A veterinary technician named Savannah Amberson first met Eli and his littermates when they were just five days old. Their breeder brought the German Shepherd puppies to Ada Animal Hospital in Boise, Idaho after noticing that Eli couldn’t keep food down.

Because of this, Eli was much smaller than the rest of the litter, and he was severely malnourished. After conducting a few tests, veterinarians found that the pup had megaesophagus, a condition in which blockage causes part of the esophagus to swell.

In Eli’s case, a congenital deformity prevalent in German Shepherds called persistent right aortic arch led to the constriction.
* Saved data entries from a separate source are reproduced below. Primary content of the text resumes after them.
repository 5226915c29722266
//! Configuration loading and management
//!
//! This module provides utilities for loading application configuration
//! from environment variables and files.

pub mod loader;

// Re-export commonly used items
pub use loader::{load, load_from_env, load_from_file, probe_config_paths};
A blood vessel wrapped itself around the pup’s esophagus, causing solid food to be regurgitated instead of going straight to his stomach.

The breeders could no longer care for Eli, so they surrendered him. Thankfully, Savannah decided to adopt the puppy despite the difficulty his condition presented.

For the first three months of Eli’s life, Savannah had to feed him through a syringe every two hours while waiting for surgery. Kind strangers donated for the pup’s operation via GoFundMe, while Dr. Wayne Loertscher of Ada Animal Hospital offered to cover the rest of the bill.

Moreover, veterinary surgeon Sean Murphy of WestVet, who’d handled similar cases, reduced his fees. Still, the news was grim. Eli’s esophagus shrank to average size after three surgeries, but the muscles were already non-functional.

The doctors then sat Savannah down and told her that euthanasia might be an option for the pup. However, Candy Sherwin, a practice manager at Ada Animal Hospital, had a brother who could make Eli’s life easier.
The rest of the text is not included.